BEGIN
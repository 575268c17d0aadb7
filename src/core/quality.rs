//! Quality labels and the format selectors they resolve to

use clap::ValueEnum;
use std::fmt;

/// Quality used when nothing else is chosen
pub const DEFAULT_QUALITY: Quality = Quality::P1080;

/// Height cap used when a label carries no usable digits
pub const DEFAULT_HEIGHT: u32 = 1080;

/// Human-facing quality label accepted on the command line
#[derive(Debug, Clone, Copy, PartialEq, Eq, ValueEnum)]
pub enum Quality {
    #[value(name = "2160p")]
    P2160,
    #[value(name = "1440p")]
    P1440,
    #[value(name = "1080p")]
    P1080,
    #[value(name = "720p")]
    P720,
    #[value(name = "480p")]
    P480,
    #[value(name = "360p")]
    P360,
    /// Best available stream
    Best,
}

impl Quality {
    /// All labels, highest first
    pub const ALL: [Quality; 7] = [
        Quality::P2160,
        Quality::P1440,
        Quality::P1080,
        Quality::P720,
        Quality::P480,
        Quality::P360,
        Quality::Best,
    ];

    /// Label as shown to the user and persisted
    pub fn as_str(self) -> &'static str {
        match self {
            Quality::P2160 => "2160p",
            Quality::P1440 => "1440p",
            Quality::P1080 => "1080p",
            Quality::P720 => "720p",
            Quality::P480 => "480p",
            Quality::P360 => "360p",
            Quality::Best => "best",
        }
    }

    /// Height cap, `None` for best
    pub fn height(self) -> Option<u32> {
        match self {
            Quality::P2160 => Some(2160),
            Quality::P1440 => Some(1440),
            Quality::P1080 => Some(1080),
            Quality::P720 => Some(720),
            Quality::P480 => Some(480),
            Quality::P360 => Some(360),
            Quality::Best => None,
        }
    }

    /// Exact (case-insensitive) match against the closed label set
    pub fn from_label(label: &str) -> Option<Self> {
        let label = label.trim();
        Self::ALL
            .into_iter()
            .find(|q| q.as_str().eq_ignore_ascii_case(label))
    }

    /// Label for a known height
    pub fn from_height(height: u32) -> Option<Self> {
        Self::ALL.into_iter().find(|q| q.height() == Some(height))
    }

    /// Coerce free-form input to a label, falling back to 1080p
    pub fn coerce(input: &str) -> Self {
        let lowered = input.trim().to_lowercase();
        if let Some(quality) = Self::from_label(&lowered) {
            return quality;
        }
        extract_height(&lowered)
            .and_then(Self::from_height)
            .unwrap_or(DEFAULT_QUALITY)
    }
}

impl fmt::Display for Quality {
    fn fmt(&self, f: &mut fmt::Formatter<'_>) -> fmt::Result {
        f.write_str(self.as_str())
    }
}

/// Instruction telling the retrieval engine which streams to take
#[derive(Debug, Clone, Copy, PartialEq, Eq)]
pub enum FormatSelector {
    /// Best pre-muxed or adaptive stream
    Best,
    /// Muxed ≤ H, else video ≤ H + best audio, else best
    HeightCapped(u32),
}

impl FormatSelector {
    /// Resolve any quality label to a selector; total over all inputs
    pub fn resolve(label: &str) -> Self {
        if is_best_label(label) {
            return FormatSelector::Best;
        }
        FormatSelector::HeightCapped(extract_height(label).unwrap_or(DEFAULT_HEIGHT))
    }

    /// Height cap, if any
    pub fn height(&self) -> Option<u32> {
        match self {
            FormatSelector::Best => None,
            FormatSelector::HeightCapped(h) => Some(*h),
        }
    }
}

impl fmt::Display for FormatSelector {
    fn fmt(&self, f: &mut fmt::Formatter<'_>) -> fmt::Result {
        match self {
            FormatSelector::Best => f.write_str("best"),
            FormatSelector::HeightCapped(h) => {
                write!(f, "best[height<={h}]/bestvideo[height<={h}]+bestaudio/best")
            }
        }
    }
}

fn is_best_label(label: &str) -> bool {
    let label = label.trim();
    ["best", "best available", "auto"]
        .iter()
        .any(|synonym| synonym.eq_ignore_ascii_case(label))
}

/// Concatenate every digit in the label and parse it as a height
pub fn extract_height(label: &str) -> Option<u32> {
    let digits: String = label.chars().filter(|c| c.is_ascii_digit()).collect();
    digits.parse().ok()
}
END
*HOW TO COMPLETE THIS TASK*. Which lines run from the first of the listing to the line containing "pub const DEFAULT_HEIGHT: u32 = 1080;"? Reproduce those exactly, both ends included.

*EXERCISE SOLUTION*.
repository 575268c17d0aadb7
filename src/core/quality.rs
//! Quality labels and the format selectors they resolve to

use clap::ValueEnum;
use std::fmt;

/// Quality used when nothing else is chosen
pub const DEFAULT_QUALITY: Quality = Quality::P1080;

/// Height cap used when a label carries no usable digits
pub const DEFAULT_HEIGHT: u32 = 1080;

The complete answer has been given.